Collected data entries
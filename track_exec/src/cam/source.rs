//! # Frame Sources
//!
//! A frame source owns the capture device. Two sources are provided:
//!
//! - `ImageDirSource` loops over the images in a directory, in name order.
//! - `SyntheticSource` draws a dark square target on a light background. The target's position is
//!   held in a [`SimTarget`], which can be moved by a simulated actuator to close the loop without
//!   any hardware.

// ------------------------------------------------------------------------------------------------
// IMPORTS
// ------------------------------------------------------------------------------------------------

use image::{Rgb, RgbImage};
use log::{debug, info};
use nalgebra::Vector2;
use std::path::{Path, PathBuf};
use std::sync::{Arc, Mutex};

// ------------------------------------------------------------------------------------------------
// CONSTANTS
// ------------------------------------------------------------------------------------------------

const IMAGE_EXTENSIONS: [&str; 4] = ["png", "jpg", "jpeg", "bmp"];

/// Side length of the synthetic target in pixels
pub const SYNTHETIC_TARGET_SIZE: u32 = 20;

const SYNTHETIC_BACKGROUND: Rgb<u8> = Rgb([225, 225, 225]);
const SYNTHETIC_TARGET: Rgb<u8> = Rgb([20, 20, 20]);

// ------------------------------------------------------------------------------------------------
// TRAITS
// ------------------------------------------------------------------------------------------------

pub trait FrameSource: Send {
    /// Capture the next frame, or `None` if no frame is available right now.
    fn capture(&mut self) -> Result<Option<RgbImage>, SourceError>;

    /// Width and height of captured frames.
    fn resolution(&self) -> (u32, u32);
}

// ------------------------------------------------------------------------------------------------
// STRUCTS
// ------------------------------------------------------------------------------------------------

pub struct ImageDirSource {
    files: Vec<PathBuf>,
    next: usize,
    resolution: (u32, u32),
}

/// Position of the synthetic target, in raw frame pixels.
#[derive(Debug)]
pub struct SimTarget {
    pos: Mutex<Vector2<f64>>,
    bounds: (f64, f64),
}

pub struct SyntheticSource {
    width: u32,
    height: u32,
    target: Arc<SimTarget>,

    /// If set the target drifts around a circle by this many degrees per frame.
    orbit_step_deg: Option<f64>,
    orbit_angle_deg: f64,
    orbit_centre: Vector2<f64>,
}

// ------------------------------------------------------------------------------------------------
// ENUMS
// ------------------------------------------------------------------------------------------------

#[derive(Debug, thiserror::Error)]
pub enum SourceError {
    #[error("Could not read the image directory {0:?}: {1}")]
    DirReadError(PathBuf, std::io::Error),

    #[error("The image directory {0:?} contains no images")]
    NoImages(PathBuf),

    #[error("Could not load image {0:?}: {1}")]
    ImageLoadError(PathBuf, image::ImageError),

    #[error("Source resolution must be non-zero")]
    ZeroResolution,
}

// ------------------------------------------------------------------------------------------------
// IMPLS
// ------------------------------------------------------------------------------------------------

impl ImageDirSource {
    pub fn open<P: AsRef<Path>>(dir: P) -> Result<Self, SourceError> {
        let dir = dir.as_ref().to_path_buf();

        let entries =
            std::fs::read_dir(&dir).map_err(|e| SourceError::DirReadError(dir.clone(), e))?;

        let mut files: Vec<PathBuf> = entries
            .filter_map(|e| e.ok())
            .map(|e| e.path())
            .filter(|p| {
                p.extension()
                    .and_then(|e| e.to_str())
                    .map(|e| IMAGE_EXTENSIONS.contains(&e.to_lowercase().as_str()))
                    .unwrap_or(false)
            })
            .collect();
        files.sort();

        let first = match files.first() {
            Some(f) => f.clone(),
            None => return Err(SourceError::NoImages(dir)),
        };

        let resolution = image::image_dimensions(&first)
            .map_err(|e| SourceError::ImageLoadError(first.clone(), e))?;

        info!(
            "Image directory source opened: {} images in {:?}",
            files.len(),
            dir
        );

        Ok(Self {
            files,
            next: 0,
            resolution,
        })
    }

    pub fn num_images(&self) -> usize {
        self.files.len()
    }
}

impl FrameSource for ImageDirSource {
    fn capture(&mut self) -> Result<Option<RgbImage>, SourceError> {
        let path = &self.files[self.next];
        self.next = (self.next + 1) % self.files.len();

        debug!("Loading frame from {:?}", path);

        let image = image::open(path)
            .map_err(|e| SourceError::ImageLoadError(path.clone(), e))?
            .into_rgb8();

        Ok(Some(image))
    }

    fn resolution(&self) -> (u32, u32) {
        self.resolution
    }
}

impl SimTarget {
    /// Create a target at `pos` which is kept inside a frame of the given size.
    pub fn new(pos: Vector2<f64>, width: u32, height: u32) -> Self {
        let t = Self {
            pos: Mutex::new(Vector2::zeros()),
            bounds: (width as f64, height as f64),
        };
        t.set_position(pos);
        t
    }

    pub fn position(&self) -> Vector2<f64> {
        match self.pos.lock() {
            Ok(p) => *p,
            Err(e) => *e.into_inner(),
        }
    }

    pub fn set_position(&self, pos: Vector2<f64>) {
        let clamped = Vector2::new(pos.x.max(0.0).min(self.bounds.0), pos.y.max(0.0).min(self.bounds.1));
        match self.pos.lock() {
            Ok(mut p) => *p = clamped,
            Err(e) => *e.into_inner() = clamped,
        }
    }

    pub fn move_by(&self, delta: Vector2<f64>) {
        self.set_position(self.position() + delta);
    }
}

impl SyntheticSource {
    pub fn new(width: u32, height: u32, target: Arc<SimTarget>) -> Result<Self, SourceError> {
        if width == 0 || height == 0 {
            return Err(SourceError::ZeroResolution);
        }

        Ok(Self {
            width,
            height,
            orbit_centre: Vector2::new(width as f64 * 0.5, height as f64 * 0.5),
            target,
            orbit_step_deg: None,
            orbit_angle_deg: 0.0,
        })
    }

    /// Make the target drift around a circle through its current position.
    pub fn orbiting(mut self, step_deg: f64) -> Self {
        self.orbit_step_deg = Some(step_deg);
        self
    }

    /// Render a frame with the target centred on its current position.
    pub fn render(&self) -> RgbImage {
        let mut image = RgbImage::from_pixel(self.width, self.height, SYNTHETIC_BACKGROUND);

        let centre = self.target.position();
        let half = SYNTHETIC_TARGET_SIZE as f64 * 0.5;
        let x0 = (centre.x - half).round().max(0.0) as u32;
        let y0 = (centre.y - half).round().max(0.0) as u32;
        let x1 = ((centre.x + half).round().max(0.0) as u32).min(self.width);
        let y1 = ((centre.y + half).round().max(0.0) as u32).min(self.height);

        for y in y0..y1 {
            for x in x0..x1 {
                image.put_pixel(x, y, SYNTHETIC_TARGET);
            }
        }

        image
    }
}

impl FrameSource for SyntheticSource {
    fn capture(&mut self) -> Result<Option<RgbImage>, SourceError> {
        if let Some(step) = self.orbit_step_deg {
            let radius = (self.height.min(self.width) as f64) * 0.3;
            self.orbit_angle_deg = util::maths::wrap_deg(self.orbit_angle_deg + step);
            let (s, c) = self.orbit_angle_deg.to_radians().sin_cos();
            self.target
                .set_position(self.orbit_centre + Vector2::new(c, s) * radius);
        }

        Ok(Some(self.render()))
    }

    fn resolution(&self) -> (u32, u32) {
        (self.width, self.height)
    }
}

#[cfg(test)]
mod test {
    use super::*;

    #[test]
    fn test_synthetic_render() {
        let target = Arc::new(SimTarget::new(Vector2::new(50.0, 40.0), 160, 120));
        let mut src = SyntheticSource::new(160, 120, target.clone()).unwrap();
        assert_eq!(src.resolution(), (160, 120));

        let img = src.capture().unwrap().unwrap();
        assert_eq!(*img.get_pixel(50, 40), SYNTHETIC_TARGET);
        assert_eq!(*img.get_pixel(40, 30), SYNTHETIC_TARGET);
        assert_eq!(*img.get_pixel(39, 40), SYNTHETIC_BACKGROUND);
        assert_eq!(*img.get_pixel(60, 40), SYNTHETIC_BACKGROUND);

        target.move_by(Vector2::new(30.0, 0.0));
        let img = src.capture().unwrap().unwrap();
        assert_eq!(*img.get_pixel(80, 40), SYNTHETIC_TARGET);
        assert_eq!(*img.get_pixel(50, 40), SYNTHETIC_BACKGROUND);
    }

    #[test]
    fn test_target_clamped() {
        let target = SimTarget::new(Vector2::new(-10.0, 500.0), 100, 100);
        assert_eq!(target.position(), Vector2::new(0.0, 100.0));
    }

    #[test]
    fn test_orbit_moves_target() {
        let target = Arc::new(SimTarget::new(Vector2::new(50.0, 50.0), 100, 100));
        let mut src = SyntheticSource::new(100, 100, target.clone())
            .unwrap()
            .orbiting(10.0);

        src.capture().unwrap();
        let a = target.position();
        src.capture().unwrap();
        let b = target.position();
        assert!((a - b).norm() > 1.0);
    }

    #[test]
    fn test_image_dir() {
        let dir = std::env::temp_dir().join("track_exec_test_image_dir");
        std::fs::create_dir_all(&dir).unwrap();
        RgbImage::from_pixel(8, 6, Rgb([1, 1, 1]))
            .save(dir.join("b.png"))
            .unwrap();
        RgbImage::from_pixel(8, 6, Rgb([2, 2, 2]))
            .save(dir.join("a.png"))
            .unwrap();
        std::fs::write(dir.join("notes.txt"), "not an image").unwrap();

        let mut src = ImageDirSource::open(&dir).unwrap();
        assert_eq!(src.num_images(), 2);
        assert_eq!(src.resolution(), (8, 6));

        // Sorted by name, and loops back to the start
        let first = src.capture().unwrap().unwrap();
        let second = src.capture().unwrap().unwrap();
        let third = src.capture().unwrap().unwrap();
        assert_eq!(first.get_pixel(0, 0)[0], 2);
        assert_eq!(second.get_pixel(0, 0)[0], 1);
        assert_eq!(third.get_pixel(0, 0)[0], 2);

        std::fs::remove_dir_all(&dir).ok();
    }

    #[test]
    fn test_empty_dir() {
        let dir = std::env::temp_dir().join("track_exec_test_empty_dir");
        std::fs::create_dir_all(&dir).unwrap();
        assert!(matches!(
            ImageDirSource::open(&dir),
            Err(SourceError::NoImages(_))
        ));
        std::fs::remove_dir_all(&dir).ok();
    }
}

_WHAT YOU NEED TO DO_
The span to print begins at the line containing "RgbImage::from_pixel(8, 6, Rgb([1, 1, 1]))" and ends at the final line of the entries; print it exactly and print nothing else.

_SOLUTION_
        RgbImage::from_pixel(8, 6, Rgb([1, 1, 1]))
            .save(dir.join("b.png"))
            .unwrap();
        RgbImage::from_pixel(8, 6, Rgb([2, 2, 2]))
            .save(dir.join("a.png"))
            .unwrap();
        std::fs::write(dir.join("notes.txt"), "not an image").unwrap();

        let mut src = ImageDirSource::open(&dir).unwrap();
        assert_eq!(src.num_images(), 2);
        assert_eq!(src.resolution(), (8, 6));

        // Sorted by name, and loops back to the start
        let first = src.capture().unwrap().unwrap();
        let second = src.capture().unwrap().unwrap();
        let third = src.capture().unwrap().unwrap();
        assert_eq!(first.get_pixel(0, 0)[0], 2);
        assert_eq!(second.get_pixel(0, 0)[0], 1);
        assert_eq!(third.get_pixel(0, 0)[0], 2);

        std::fs::remove_dir_all(&dir).ok();
    }

    #[test]
    fn test_empty_dir() {
        let dir = std::env::temp_dir().join("track_exec_test_empty_dir");
        std::fs::create_dir_all(&dir).unwrap();
        assert!(matches!(
            ImageDirSource::open(&dir),
            Err(SourceError::NoImages(_))
        ));
        std::fs::remove_dir_all(&dir).ok();
    }
}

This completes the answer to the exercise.